_Task prompt_. Take the records below and retype them line by line, from the first line through the one containing "pub fn new(reports: Arc<dyn"; stop there.

[Records drawn from a dataset]
== Segment start ==

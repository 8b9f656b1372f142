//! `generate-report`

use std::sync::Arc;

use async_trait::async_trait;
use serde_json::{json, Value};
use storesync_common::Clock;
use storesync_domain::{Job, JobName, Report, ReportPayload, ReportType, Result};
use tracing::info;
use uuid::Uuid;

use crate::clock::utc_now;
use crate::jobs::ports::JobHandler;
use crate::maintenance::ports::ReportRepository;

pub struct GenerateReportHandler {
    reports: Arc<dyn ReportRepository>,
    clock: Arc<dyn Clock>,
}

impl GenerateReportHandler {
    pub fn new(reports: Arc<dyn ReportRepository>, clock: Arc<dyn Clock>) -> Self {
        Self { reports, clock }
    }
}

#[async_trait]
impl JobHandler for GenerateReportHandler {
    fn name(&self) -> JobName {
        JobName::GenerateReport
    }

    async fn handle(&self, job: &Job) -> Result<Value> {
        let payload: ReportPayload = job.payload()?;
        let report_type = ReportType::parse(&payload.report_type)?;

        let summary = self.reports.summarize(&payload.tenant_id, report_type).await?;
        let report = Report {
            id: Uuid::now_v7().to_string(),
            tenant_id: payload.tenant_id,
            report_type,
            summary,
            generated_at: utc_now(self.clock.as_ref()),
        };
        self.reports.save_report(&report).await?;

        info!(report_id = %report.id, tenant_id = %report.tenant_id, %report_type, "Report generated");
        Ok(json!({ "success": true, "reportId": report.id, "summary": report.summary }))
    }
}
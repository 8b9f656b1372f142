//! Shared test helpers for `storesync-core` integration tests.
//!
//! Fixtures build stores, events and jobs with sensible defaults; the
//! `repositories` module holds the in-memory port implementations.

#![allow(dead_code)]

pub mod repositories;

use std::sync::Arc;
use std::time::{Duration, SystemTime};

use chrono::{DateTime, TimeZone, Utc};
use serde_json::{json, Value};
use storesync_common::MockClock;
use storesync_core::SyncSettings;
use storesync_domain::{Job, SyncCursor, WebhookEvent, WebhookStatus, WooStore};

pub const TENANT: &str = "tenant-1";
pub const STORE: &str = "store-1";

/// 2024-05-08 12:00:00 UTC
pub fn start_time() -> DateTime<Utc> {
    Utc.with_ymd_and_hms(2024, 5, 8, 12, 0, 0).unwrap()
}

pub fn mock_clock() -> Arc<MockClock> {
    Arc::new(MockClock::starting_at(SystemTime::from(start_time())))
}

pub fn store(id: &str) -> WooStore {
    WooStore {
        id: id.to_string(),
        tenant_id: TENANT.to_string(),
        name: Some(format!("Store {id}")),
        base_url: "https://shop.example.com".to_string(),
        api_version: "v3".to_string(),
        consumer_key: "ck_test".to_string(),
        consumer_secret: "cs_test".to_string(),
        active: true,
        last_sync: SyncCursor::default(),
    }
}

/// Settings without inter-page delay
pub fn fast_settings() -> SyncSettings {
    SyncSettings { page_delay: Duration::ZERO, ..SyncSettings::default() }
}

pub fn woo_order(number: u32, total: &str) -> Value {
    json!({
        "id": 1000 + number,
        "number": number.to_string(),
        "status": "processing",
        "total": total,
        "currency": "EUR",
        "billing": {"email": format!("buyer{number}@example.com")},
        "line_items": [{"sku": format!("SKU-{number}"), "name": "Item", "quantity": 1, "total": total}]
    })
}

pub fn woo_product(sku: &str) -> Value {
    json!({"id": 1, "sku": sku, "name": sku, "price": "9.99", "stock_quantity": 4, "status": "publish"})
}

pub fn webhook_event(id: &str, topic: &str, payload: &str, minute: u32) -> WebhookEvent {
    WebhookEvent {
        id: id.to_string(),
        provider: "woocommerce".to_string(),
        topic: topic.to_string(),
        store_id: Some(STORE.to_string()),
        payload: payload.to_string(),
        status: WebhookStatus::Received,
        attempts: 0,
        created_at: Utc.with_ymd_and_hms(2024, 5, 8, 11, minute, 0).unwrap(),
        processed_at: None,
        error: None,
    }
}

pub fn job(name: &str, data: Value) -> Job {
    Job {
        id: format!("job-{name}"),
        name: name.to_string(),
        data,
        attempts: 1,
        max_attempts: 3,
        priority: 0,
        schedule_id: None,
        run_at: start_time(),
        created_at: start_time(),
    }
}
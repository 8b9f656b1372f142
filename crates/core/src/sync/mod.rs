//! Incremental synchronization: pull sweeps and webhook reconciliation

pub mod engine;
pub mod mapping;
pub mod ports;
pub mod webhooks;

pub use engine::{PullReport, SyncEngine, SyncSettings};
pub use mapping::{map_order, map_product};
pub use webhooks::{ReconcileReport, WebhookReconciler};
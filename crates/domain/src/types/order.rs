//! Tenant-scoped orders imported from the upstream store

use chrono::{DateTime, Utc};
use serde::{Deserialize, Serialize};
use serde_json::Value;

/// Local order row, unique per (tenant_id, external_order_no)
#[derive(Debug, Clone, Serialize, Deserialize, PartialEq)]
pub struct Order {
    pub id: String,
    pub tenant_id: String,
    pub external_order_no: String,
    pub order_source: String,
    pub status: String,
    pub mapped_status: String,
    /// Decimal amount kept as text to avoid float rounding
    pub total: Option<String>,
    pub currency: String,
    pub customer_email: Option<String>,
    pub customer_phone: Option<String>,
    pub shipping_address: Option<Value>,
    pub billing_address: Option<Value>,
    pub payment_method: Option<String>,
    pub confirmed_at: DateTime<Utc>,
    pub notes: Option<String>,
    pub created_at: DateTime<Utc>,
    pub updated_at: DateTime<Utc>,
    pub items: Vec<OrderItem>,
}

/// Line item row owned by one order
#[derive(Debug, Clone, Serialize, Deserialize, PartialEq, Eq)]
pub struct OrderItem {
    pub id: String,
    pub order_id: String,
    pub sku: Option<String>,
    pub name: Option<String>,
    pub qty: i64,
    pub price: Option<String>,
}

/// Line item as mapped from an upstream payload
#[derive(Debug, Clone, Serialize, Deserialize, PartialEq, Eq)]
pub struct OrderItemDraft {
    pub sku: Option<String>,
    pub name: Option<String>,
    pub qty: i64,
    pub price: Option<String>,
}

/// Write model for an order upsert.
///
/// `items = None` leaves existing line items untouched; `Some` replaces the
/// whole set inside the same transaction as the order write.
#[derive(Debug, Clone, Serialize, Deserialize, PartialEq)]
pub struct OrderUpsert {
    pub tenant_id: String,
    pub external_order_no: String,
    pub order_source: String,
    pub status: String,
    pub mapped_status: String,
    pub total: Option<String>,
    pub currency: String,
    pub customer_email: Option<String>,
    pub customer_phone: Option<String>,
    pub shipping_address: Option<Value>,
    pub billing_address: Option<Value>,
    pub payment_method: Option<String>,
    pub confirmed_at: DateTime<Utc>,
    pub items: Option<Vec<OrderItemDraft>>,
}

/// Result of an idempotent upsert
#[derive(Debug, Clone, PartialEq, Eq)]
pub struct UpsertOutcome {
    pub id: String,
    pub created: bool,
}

== Segment end ==

_Task solution_.
repository 8b9f656b1372f142
//! `generate-report`

use std::sync::Arc;

use async_trait::async_trait;
use serde_json::{json, Value};
use storesync_common::Clock;
use storesync_domain::{Job, JobName, Report, ReportPayload, ReportType, Result};
use tracing::info;
use uuid::Uuid;

use crate::clock::utc_now;
use crate::jobs::ports::JobHandler;
use crate::maintenance::ports::ReportRepository;

pub struct GenerateReportHandler {
    reports: Arc<dyn ReportRepository>,
    clock: Arc<dyn Clock>,
}

impl GenerateReportHandler {
    pub fn new(reports: Arc<dyn ReportRepository>, clock: Arc<dyn Clock>) -> Self {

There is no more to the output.